**Exercise:** Scan the data below and work out how many of its lines contain the word "hidden". Give only that number.

**Dataset entries:**

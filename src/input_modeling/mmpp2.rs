use serde::{Deserialize, Serialize};

use super::elementary::{exponential, positive};
use super::generator::{self, Moments};
use super::linalg::{Matrix, Vector};
use super::UniformRNG;
use crate::utils::errors::ParameterError;

#[derive(Debug, Clone, Serialize, Deserialize)]
#[serde(rename_all = "camelCase")]
pub struct Mmpp2Config {
    pub lambda0: f64,
    pub lambda1: f64,
    pub sigma0: f64,
    pub sigma1: f64,
}

/// A two-state Markov-modulated Poisson process.  In phase `i`, arrivals
/// occur at rate `lambda_i` and the phase switches at rate `sigma_i`.
#[derive(Debug, Clone, Serialize, Deserialize)]
#[serde(try_from = "Mmpp2Config", into = "Mmpp2Config")]
pub struct Mmpp2Parameter {
    lambda: [f64; 2],
    sigma: [f64; 2],
    moments: Moments,
}

impl Mmpp2Parameter {
    /// Without switching (`sigma0 = sigma1 = 0`) the embedded chain is
    /// reducible and the process stays in its initial phase 0, so it is
    /// taken as a Poisson process of rate `lambda0`.
    pub fn new(
        lambda0: f64,
        lambda1: f64,
        sigma0: f64,
        sigma1: f64,
    ) -> Result<Self, ParameterError> {
        let d0 = Matrix::from_row_slice(
            2,
            2,
            &[-(sigma0 + lambda0), sigma0, sigma1, -(sigma1 + lambda1)],
        );
        let d1 = Matrix::from_row_slice(2, 2, &[lambda0, 0.0, 0.0, lambda1]);
        generator::validate_map(&d0, &d1)?;
        let fundamental = generator::fundamental_matrix(&d0)?;
        let stationary = if sigma0 == 0.0 && sigma1 == 0.0 {
            Vector::from_column_slice(&[1.0, 0.0])
        } else {
            generator::stationary_vector(&fundamental, &d1)?
        };
        let moments = generator::moments(&stationary, &fundamental);
        log::debug!(
            "derived MMPP2: mean={}, variance={}",
            moments.mean,
            moments.variance
        );
        Ok(Self {
            lambda: [lambda0, lambda1],
            sigma: [sigma0, sigma1],
            moments,
        })
    }

    /// Arrival rate in `phase`, or `None` for a phase other than 0 or 1.
    pub fn lambda(&self, phase: usize) -> Option<f64> {
        self.lambda.get(phase).copied()
    }

    pub fn sigma(&self, phase: usize) -> Option<f64> {
        self.sigma.get(phase).copied()
    }

    /// Probability that leaving `phase` is a hidden switch to the other
    /// phase rather than an arrival.
    pub fn switch_probability(&self, phase: usize) -> Option<f64> {
        let sigma = self.sigma(phase)?;
        Some(sigma / (sigma + self.lambda(phase)?))
    }

    pub fn mean(&self) -> f64 {
        self.moments.mean
    }

    pub fn variance(&self) -> f64 {
        self.moments.variance
    }

    pub fn with_mean(&self, mean: f64) -> Result<Self, ParameterError> {
        let factor = self.mean() / positive("mean", mean)?;
        Self::new(
            self.lambda[0] * factor,
            self.lambda[1] * factor,
            self.sigma[0] * factor,
            self.sigma[1] * factor,
        )
    }
}

impl TryFrom<Mmpp2Config> for Mmpp2Parameter {
    type Error = ParameterError;

    fn try_from(config: Mmpp2Config) -> Result<Self, Self::Error> {
        Self::new(config.lambda0, config.lambda1, config.sigma0, config.sigma1)
    }
}

impl From<Mmpp2Parameter> for Mmpp2Config {
    fn from(parameter: Mmpp2Parameter) -> Self {
        Self {
            lambda0: parameter.lambda[0],
            lambda1: parameter.lambda[1],
            sigma0: parameter.sigma[0],
            sigma1: parameter.sigma[1],
        }
    }
}

/// The MMPP2 sampler keeps its phase across calls, starting in phase 0.
#[derive(Debug, Clone, Serialize, Deserialize)]
#[serde(rename_all = "camelCase", try_from = "Mmpp2State")]
pub struct Mmpp2 {
    parameter: Mmpp2Parameter,
    phase: usize,
}

/// Persisted form of `Mmpp2`, checked for a valid phase on load.
#[derive(Deserialize)]
#[serde(rename_all = "camelCase")]
struct Mmpp2State {
    parameter: Mmpp2Parameter,
    #[serde(default)]
    phase: usize,
}

impl TryFrom<Mmpp2State> for Mmpp2 {
    type Error = ParameterError;

    fn try_from(state: Mmpp2State) -> Result<Self, Self::Error> {
        if state.phase >= 2 {
            return Err(ParameterError::PhaseOutOfRange {
                phase: state.phase,
                dimension: 2,
            });
        }
        Ok(Self {
            parameter: state.parameter,
            phase: state.phase,
        })
    }
}

impl Mmpp2 {
    pub fn new(parameter: Mmpp2Parameter) -> Self {
        Self {
            parameter,
            phase: 0,
        }
    }

    pub fn parameter(&self) -> &Mmpp2Parameter {
        &self.parameter
    }

    pub fn phase(&self) -> usize {
        self.phase
    }

    pub fn reset(&mut self) {
        self.phase = 0;
    }

    /// The time until the next arrival.  Arrivals leave the phase
    /// unchanged; hidden switches flip it and extend the elapsed time.
    pub fn random_variate(&mut self, uniform_rng: &mut UniformRNG) -> f64 {
        let mut elapsed = 0.0;
        loop {
            let phase = self.phase;
            let lambda = self.parameter.lambda[phase];
            let sigma = self.parameter.sigma[phase];
            elapsed += exponential(lambda + sigma, uniform_rng.raw());
            if sigma > 0.0 && uniform_rng.raw() <= sigma / (lambda + sigma) {
                self.phase = 1 - phase;
            } else {
                return elapsed;
            }
        }
    }

    pub fn with_mean(&self, mean: f64) -> Result<Self, ParameterError> {
        Ok(Self::new(self.parameter.with_mean(mean)?))
    }
}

**Response:** 2